═════ Material supplied
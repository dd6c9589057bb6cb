/// Errors that can occur in the transport layer.
#[derive(Debug, thiserror::Error)]
pub enum TransportError {
    /// Dialing the endpoint failed (DNS, TCP, TLS, or handshake).
    #[error("connect failed: {0}")]
    ConnectFailed(String),

    /// The connection was closed.
    #[error("connection closed: {0}")]
    ConnectionClosed(String),

    /// Sending a frame failed.
    #[error("send failed: {0}")]
    SendFailed(#[source] std::io::Error),

    /// Receiving a frame failed.
    #[error("receive failed: {0}")]
    ReceiveFailed(#[source] std::io::Error),
}
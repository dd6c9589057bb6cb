//! Live cart badge demo.
//!
//! Spins up a throwaway in-process hub server that pushes a few cart
//! updates, connects an [`AgoraClient`] to it, and prints the badge as
//! events arrive.
//!
//! ```sh
//! cargo run -p cart-badge
//! ```

use std::time::Duration;

use agora::protocol::{events, hubs, CartUpdate};
use agora::session::{HttpAuthBackend, MemoryTokenStore};
use agora::transport::WebSocketConnector;
use agora::AgoraClientBuilder;
use futures_util::SinkExt;
use tokio::net::TcpListener;
use tokio::sync::mpsc;
use tokio_tungstenite::tungstenite::Message;
use tracing_subscriber::EnvFilter;

#[tokio::main]
async fn main() -> Result<(), Box<dyn std::error::Error>> {
    tracing_subscriber::fmt()
        .with_env_filter(
            EnvFilter::try_from_default_env().unwrap_or_else(|_| "info".into()),
        )
        .init();

    let listener = TcpListener::bind("127.0.0.1:0").await?;
    let addr = listener.local_addr()?;
    tokio::spawn(fake_hub_server(listener));
    tracing::info!(%addr, "fake hub server up");

    // No sign-in needed for the demo: the hub accepts anonymous dials.
    let client = AgoraClientBuilder::new(
        WebSocketConnector::new(format!("ws://{addr}")),
        MemoryTokenStore::new(),
        HttpAuthBackend::new("http://127.0.0.1:1")?,
    )
    .build();
    client.initialize().await;

    client.hubs().start_connection(hubs::CART).await;
    let (tx, mut rx) = mpsc::unbounded_channel();
    let _badge = client
        .hubs()
        .subscribe_to_event(hubs::CART, events::RECEIVE_CART_UPDATE, move |payload| {
            let _ = tx.send(payload);
        })
        .await;

    for _ in 0..3 {
        let Some(payload) = rx.recv().await else { break };
        let update: CartUpdate = serde_json::from_value(payload)?;
        println!(
            "cart badge: {} item(s), total {:.2}",
            update.number_of_items, update.total_price
        );
    }

    client.shutdown().await;
    Ok(())
}

/// Accepts hub connections and pushes three scripted cart updates.
async fn fake_hub_server(listener: TcpListener) {
    loop {
        let Ok((stream, _)) = listener.accept().await else {
            return;
        };
        tokio::spawn(async move {
            let Ok(mut ws) = tokio_tungstenite::accept_async(stream).await else {
                return;
            };
            for (items, total) in [(1u32, 9.99f64), (2, 19.98), (3, 45.50)] {
                let frame = serde_json::json!({
                    "type": "event",
                    "event": events::RECEIVE_CART_UPDATE,
                    "payload": { "numberOfItems": items, "totalPrice": total },
                });
                if ws.send(Message::Text(frame.to_string().into())).await.is_err() {
                    return;
                }
                tokio::time::sleep(Duration::from_millis(300)).await;
            }
        });
    }
}
//! Periodic background scheduler for Agora.
//!
//! Drives recurring maintenance work — the token refresh check above all —
//! on a fixed interval measured in minutes, not frames. Two pieces:
//!
//! - [`PeriodicTimer`] — an awaitable fixed-interval clock with
//!   pause/resume, for callers that own their loop.
//! - [`spawn_periodic`] — runs a closure on the interval inside a
//!   background task and returns a [`TaskHandle`] that cancels it. The
//!   handle cancels on drop, so an owning scope that goes away takes its
//!   timer with it.
//!
//! A missed deadline (laptop lid closed, tab frozen) reschedules from *now*
//! rather than replaying missed fires — one refresh check is as good as
//! three.

use std::time::Duration;

use rand::Rng;
use tokio::time::{self, Instant as TokioInstant};
use tracing::{debug, trace, warn};

// ---------------------------------------------------------------------------
// Configuration
// ---------------------------------------------------------------------------

/// Configuration for a periodic timer.
#[derive(Debug, Clone)]
pub struct TimerConfig {
    /// How often the timer fires.
    pub interval: Duration,
    /// Random delay (0–max) added to the *first* fire only. Spreads a fleet
    /// of clients that all reloaded after a deploy, so they don't hit the
    /// refresh endpoint in the same second.
    pub initial_jitter: Duration,
}

impl Default for TimerConfig {
    fn default() -> Self {
        Self {
            interval: Duration::from_secs(180),
            initial_jitter: Duration::from_secs(15),
        }
    }
}

impl TimerConfig {
    /// Shortest supported interval.
    pub const MIN_INTERVAL: Duration = Duration::from_secs(1);

    /// Creates a config with the given interval and no jitter.
    pub fn with_interval(interval: Duration) -> Self {
        Self {
            interval,
            initial_jitter: Duration::ZERO,
        }
    }

    /// Clamps out-of-range values so the config is safe to use.
    ///
    /// Called automatically by [`PeriodicTimer::new`]. An interval below
    /// [`Self::MIN_INTERVAL`] is raised to it — a sub-second poll against
    /// an auth endpoint is always a configuration mistake.
    pub fn validated(mut self) -> Self {
        if self.interval < Self::MIN_INTERVAL {
            warn!(
                interval_ms = self.interval.as_millis() as u64,
                "timer interval below minimum — clamping"
            );
            self.interval = Self::MIN_INTERVAL;
        }
        self
    }
}

/// Information about a fire of the timer, returned by [`PeriodicTimer::wait`].
#[derive(Debug, Clone)]
pub struct TickInfo {
    /// Monotonically increasing fire number (starts at 1).
    pub tick: u64,
    /// `true` if this fire came significantly later than scheduled
    /// (the process was suspended or the runtime was starved).
    pub overdue: bool,
}

// ---------------------------------------------------------------------------
// PeriodicTimer
// ---------------------------------------------------------------------------

/// An awaitable fixed-interval clock.
///
/// Designed to sit in an owning task's loop or `tokio::select!`:
///
/// ```ignore
/// loop {
///     tokio::select! {
///         _ = shutdown.cancelled() => break,
///         info = timer.wait() => refresh_check(info).await,
///     }
/// }
/// ```
pub struct PeriodicTimer {
    config: TimerConfig,
    /// When the next fire is due.
    next_fire: TokioInstant,
    tick_count: u64,
    paused: bool,
}

impl PeriodicTimer {
    /// Creates a timer from config. The first fire is scheduled one interval
    /// (plus optional jitter) from now.
    pub fn new(config: TimerConfig) -> Self {
        let config = config.validated();

        let jitter = if config.initial_jitter > Duration::ZERO {
            let max_ms = config.initial_jitter.as_millis() as u64;
            Duration::from_millis(rand::rng().random_range(0..=max_ms))
        } else {
            Duration::ZERO
        };
        let next_fire = TokioInstant::now() + config.interval + jitter;

        debug!(
            interval_secs = config.interval.as_secs(),
            jitter_ms = jitter.as_millis() as u64,
            "periodic timer created"
        );

        Self {
            config,
            next_fire,
            tick_count: 0,
            paused: false,
        }
    }

    /// Creates a timer with the given interval and no jitter.
    pub fn with_interval(interval: Duration) -> Self {
        Self::new(TimerConfig::with_interval(interval))
    }

    /// Waits until the next fire is due.
    ///
    /// While paused this future pends forever — it will never resolve on
    /// its own, but `tokio::select!` still processes other branches.
    pub async fn wait(&mut self) -> TickInfo {
        if self.paused {
            std::future::pending::<()>().await;
            unreachable!()
        }

        time::sleep_until(self.next_fire).await;

        let now = TokioInstant::now();
        self.tick_count += 1;

        // Overdue detection: woke up more than one full interval late.
        let late_by = now.saturating_duration_since(self.next_fire);
        let overdue = late_by > self.config.interval;
        if overdue {
            warn!(
                tick = self.tick_count,
                late_secs = late_by.as_secs(),
                "timer fired overdue — rescheduling from now"
            );
        }

        // Always schedule from now, never from the missed deadline.
        self.next_fire = now + self.config.interval;

        trace!(tick = self.tick_count, overdue, "timer fired");

        TickInfo {
            tick: self.tick_count,
            overdue,
        }
    }

    /// Pauses the timer. [`wait`](Self::wait) pends until
    /// [`resume`](Self::resume) is called. Idempotent.
    pub fn pause(&mut self) {
        if !self.paused {
            self.paused = true;
            debug!(tick = self.tick_count, "periodic timer paused");
        }
    }

    /// Resumes after a pause. Re-arms the deadline to `now + interval` so
    /// the time spent paused doesn't produce an immediate fire.
    pub fn resume(&mut self) {
        if self.paused {
            self.paused = false;
            self.next_fire = TokioInstant::now() + self.config.interval;
            debug!(tick = self.tick_count, "periodic timer resumed");
        }
    }

    /// Whether the timer is currently paused.
    pub fn is_paused(&self) -> bool {
        self.paused
    }

    /// Number of fires so far.
    pub fn tick_count(&self) -> u64 {
        self.tick_count
    }

    /// The configured interval.
    pub fn interval(&self) -> Duration {
        self.config.interval
    }
}

// ---------------------------------------------------------------------------
// spawn_periodic
// ---------------------------------------------------------------------------

/// Handle to a background periodic task.
///
/// Dropping the handle cancels the task, so storing it in the owning
/// struct ties the task's lifetime to the owner's.
#[derive(Debug)]
pub struct TaskHandle {
    inner: tokio::task::JoinHandle<()>,
}

impl TaskHandle {
    /// Cancels the background task. Idempotent.
    pub fn cancel(&self) {
        self.inner.abort();
    }

    /// Whether the task has stopped (cancelled or finished).
    pub fn is_finished(&self) -> bool {
        self.inner.is_finished()
    }
}

impl Drop for TaskHandle {
    fn drop(&mut self) {
        self.inner.abort();
    }
}

/// Spawns a background task that runs `f` on every fire of a
/// [`PeriodicTimer`] built from `config`.
pub fn spawn_periodic<F, Fut>(config: TimerConfig, mut f: F) -> TaskHandle
where
    F: FnMut(TickInfo) -> Fut + Send + 'static,
    Fut: std::future::Future<Output = ()> + Send,
{
    let inner = tokio::spawn(async move {
        let mut timer = PeriodicTimer::new(config);
        loop {
            let info = timer.wait().await;
            f(info).await;
        }
    });
    TaskHandle { inner }
}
══════════
◆ Problem description ◆
Output exactly the lines of the records from the first through the one bearing "pushes a few cart", both ends included.

◆ Worked solution ◆
repository dd6c9589057bb6cb
/// Errors that can occur in the transport layer.
#[derive(Debug, thiserror::Error)]
pub enum TransportError {
    /// Dialing the endpoint failed (DNS, TCP, TLS, or handshake).
    #[error("connect failed: {0}")]
    ConnectFailed(String),

    /// The connection was closed.
    #[error("connection closed: {0}")]
    ConnectionClosed(String),

    /// Sending a frame failed.
    #[error("send failed: {0}")]
    SendFailed(#[source] std::io::Error),

    /// Receiving a frame failed.
    #[error("receive failed: {0}")]
    ReceiveFailed(#[source] std::io::Error),
}
repository dd6c9589057bb6cb
//! Live cart badge demo.
//!
//! Spins up a throwaway in-process hub server that pushes a few cart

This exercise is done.